Sunday, May 21, 2017

Do our values need to align with our employer's?

If our values don't align with those of our employer, should we leave?

On the surface, the answer seems simple. Of course, we don't want to work for a company whose practices or culture go against the values we hold most dearly.

But if one of the values we also hold is to provide for the well-being of our family members by helping to feed, clothe, educate, and care for them, then it's not always a simple solution for someone to leave a job if there are no other work opportunities in sight.

A reader, let's call her Zandy, although that's not her real name, writes that she started working for her current employer after having lost a couple of previous jobs because of funding cuts. Zandy has and still works for nonprofit organizations where consistent funding can be a challenge.

After losing her last job, Zandy looked around and found an opening that played to her professional strengths. Her only reservation was that the organization's views on same-sex marriage did not mirror her own. This concerned her, but she liked the people who interviewed her, she really liked the type of work she'd be doing on the job, and, given that she had no other offers on the table, she felt that she needed to accept a job offer that would enable her to meet her financial obligations and help keep a roof over her head and food on the table.

Zandy started the job, loved her work, and found her colleagues to be collegial and her supervisor to be supportive. About six months into the job, it became clear to her that because management at her nonprofit was publically vocal in its views on same-sex marriage, she was increasingly feeling that it was not an organization where she should be working. Her values, she writes, simply didn't "line up" with those of her employer.

"I feel like I should leave," Zandy writes. "If I do, I also feel like I should say something to them about why I'm leaving."

On a practical level, if Zandy's abrupt departure would result in placing herself or her family in financial peril, she needs to weigh whether leaving without having a new job lined up is the right thing to do. The same concerns she had about providing for herself and her family when she accepted the job have not gone away.

But if Zandy feels strongly enough that the values of her employer are so offensive to her that she can't do her job, the right thing is for her to leave. Given that she knew what those values were when she accepted the job, it's not clear that calling them out on it as a reason for her departure will do anything more than make her employers wonder why she accepted the job in the first place. As she points out, the company never did anything to hide its views.

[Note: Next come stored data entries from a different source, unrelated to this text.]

#![allow(dead_code)]

use std::collections::HashMap;

use raven_rg::{
    Device, Executor, ExecuteParams, PassContext, QueueSync, QueueType, ReadHandle,
    RenderGraphConfig, RendererListDesc, ResolvedTextureDesc, Texture, TextureDesc, TextureFormat, TextureKey,
};

#[derive(Clone, Debug, PartialEq)]
pub struct MockTexture {
    pub id: u32,
    pub key: TextureKey,
    pub name: String,
}

#[derive(Clone, Debug, PartialEq)]
pub struct MockRendererList {
    pub name: String,
    pub pass_names: Vec<String>,
}

#[derive(Clone, Debug, PartialEq)]
pub enum DeviceEvent {
    CreateTexture {
        id: u32,
        name: String,
    },
    CreateRendererList {
        name: String,
    },
    ClearTexture {
        id: u32,
        color: [f32; 4],
    },
    QueueSync(QueueSync),
    DestroyTexture {
        id: u32,
    },
    /// Recorded by the render functions of the tests.
    Execute {
        pass: String,
        queue: QueueType,
        /// (physical texture, name of the pass that wrote it last) of every read.
        seen: Vec<(u32, String)>,
        written: Vec<u32>,
    },
}

/// Device recording everything the render graph asks for.
#[derive(Default)]
pub struct MockDevice {
    next_texture_id: u32,
    pub events: Vec<DeviceEvent>,
    /// Name of the last pass that wrote every physical texture.
    pub contents: HashMap<u32, String>,
    /// Texture name whose creation fails.
    pub fail_texture: Option<String>,
}

impl Device for MockDevice {
    type Texture = MockTexture;
    type RendererList = MockRendererList;

    fn create_texture(&mut self, desc: &ResolvedTextureDesc) -> anyhow::Result<MockTexture> {
        if self.fail_texture.as_deref() == Some(desc.name.as_str()) {
            anyhow::bail!("out of device memory");
        }

        let id = self.next_texture_id;
        self.next_texture_id += 1;

        self.events.push(DeviceEvent::CreateTexture { id, name: desc.name.clone() });
        Ok(MockTexture {
            id,
            key: desc.key,
            name: desc.name.clone(),
        })
    }

    fn create_renderer_list(&mut self, desc: &RendererListDesc) -> anyhow::Result<MockRendererList> {
        self.events.push(DeviceEvent::CreateRendererList { name: desc.name.clone() });
        Ok(MockRendererList {
            name: desc.name.clone(),
            pass_names: desc.pass_names.clone(),
        })
    }

    fn clear_texture(&mut self, texture: &MockTexture, color: [f32; 4]) -> anyhow::Result<()> {
        self.events.push(DeviceEvent::ClearTexture { id: texture.id, color });
        self.contents.insert(texture.id, String::from("<clear>"));
        Ok(())
    }

    fn queue_sync(&mut self, sync: &QueueSync) {
        self.events.push(DeviceEvent::QueueSync(*sync));
    }

    fn destroy_texture(&mut self, texture: MockTexture) {
        self.events.push(DeviceEvent::DestroyTexture { id: texture.id });
    }
}

impl MockDevice {
    /// Names of the executed passes, in execution order.
    pub fn executed(&self) -> Vec<String> {
        self.events.iter()
            .filter_map(|event| match event {
                DeviceEvent::Execute { pass, .. } => Some(pass.clone()),
                _ => None,
            })
            .collect()
    }

    /// What the pass saw and wrote when it ran.
    pub fn execution(&self, name: &str) -> Option<(Vec<(u32, String)>, Vec<u32>)> {
        self.events.iter().find_map(|event| match event {
            DeviceEvent::Execute { pass, seen, written, .. } if pass == name => Some((seen.clone(), written.clone())),
            _ => None,
        })
    }

    pub fn created_textures(&self) -> Vec<String> {
        self.events.iter()
            .filter_map(|event| match event {
                DeviceEvent::CreateTexture { name, .. } => Some(name.clone()),
                _ => None,
            })
            .collect()
    }

    pub fn clear_events(&mut self) {
        self.events.clear();
    }
}

/// Render function reading and writing the given textures.
///
/// Reads record the physical texture and its content, writes stamp the pass name into the texture.
pub fn record_pass(
    reads: &[ReadHandle<Texture>],
    writes: &[ReadHandle<Texture>],
) -> impl FnOnce(&mut PassContext<'_, MockDevice>) -> anyhow::Result<()> + 'static {
    let reads = reads.to_vec();
    let writes = writes.to_vec();

    move |ctx: &mut PassContext<'_, MockDevice>| {
        let pass = ctx.pass_name().to_owned();

        let mut seen = Vec::new();
        for read in &reads {
            let texture = ctx.texture(*read)?;
            let content = ctx.device.contents.get(&texture.id).cloned().unwrap_or_default();
            seen.push((texture.id, content));
        }

        let mut written = Vec::new();
        for write in &writes {
            let texture = ctx.texture(*write)?;
            ctx.device.contents.insert(texture.id, pass.clone());
            written.push(texture.id);
        }

        let queue = ctx.queue();
        ctx.device.events.push(DeviceEvent::Execute { pass, queue, seen, written });
        Ok(())
    }
}

pub fn executor() -> Executor<MockDevice> {
    Executor::new(MockDevice::default(), RenderGraphConfig::default())
}

pub fn params() -> ExecuteParams {
    ExecuteParams::new(800, 600)
}

/// 400x300 color texture.
pub fn color_desc(name: &str) -> TextureDesc {
    TextureDesc::new_2d(400, 300, TextureFormat::Rgba8Unorm).with_name(name)
}

pub fn depth_desc(name: &str) -> TextureDesc {
    TextureDesc::full_screen(TextureFormat::Depth32Float).with_name(name)
}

Nevertheless, if Zandy believes strongly that what the company is doing is wrong, then to act with integrity the right thing would be to let her current employer know why she has decided to move on. 

Jeffrey L. Seglin, author of The Simple Art of Business Etiquette: How to Rise to the Top by Playing Nice, is a lecturer in public policy and director of the communications program at Harvard's Kennedy School. He is also the administrator of, a blog focused on ethical issues. 

Do you have ethical questions that you need answered? Send them to 

Follow him on Twitter: @jseglin 



Azalea Annie said...

"You can't always get what you want".......sang The Beatles.

Zandy seems to think the world should be exactly as she views it, and the world thinks Zandy should adapt. Yes, there are many people in the world who support same-sex marriage, and there are many more who do not.

The world does not revolve around any one of us. Zandy has a decision to make: stay or go. Make your decision, Zandy, but recognize that there are millions of people in the USA who are indifferent to your feelings and many who have opposite feelings.

Whatever your decision, recognize that you have to live with it. Recognize that the vast majority of people won't know and don't care about your decision.

Anonymous said...

What a remarkable luxury to be able to dismiss a job, the source of your income and your ability to support yourself, without anything else lined up because you disagree with your employer on a single issue. Never mind that you shall never find an employer with whom you agree 100% on every issue. In siding with the non-profit that is not paying you over the for-profit that is, I hope your values serve to clothe, shelter and feed you because your employer will have a dozen people lined up to take your position.

William Jacobson
Anaheim, CA

Phil Clutts said...

Nobody is in agreement on 100% of the issues with even the most important people in their lives, be they friends, family, work colleagues, or the people they vote for. Unfortunately, the costs of standing on principle are often too great to bear, so we suck it up. Sure, now that Zandy can afford to quit, she should follow her conscience, but let’s just hope she suppresses any sense of moral superiority she might feel, considering that she is forcing her boss to find a replacement after she spent only six months on the job.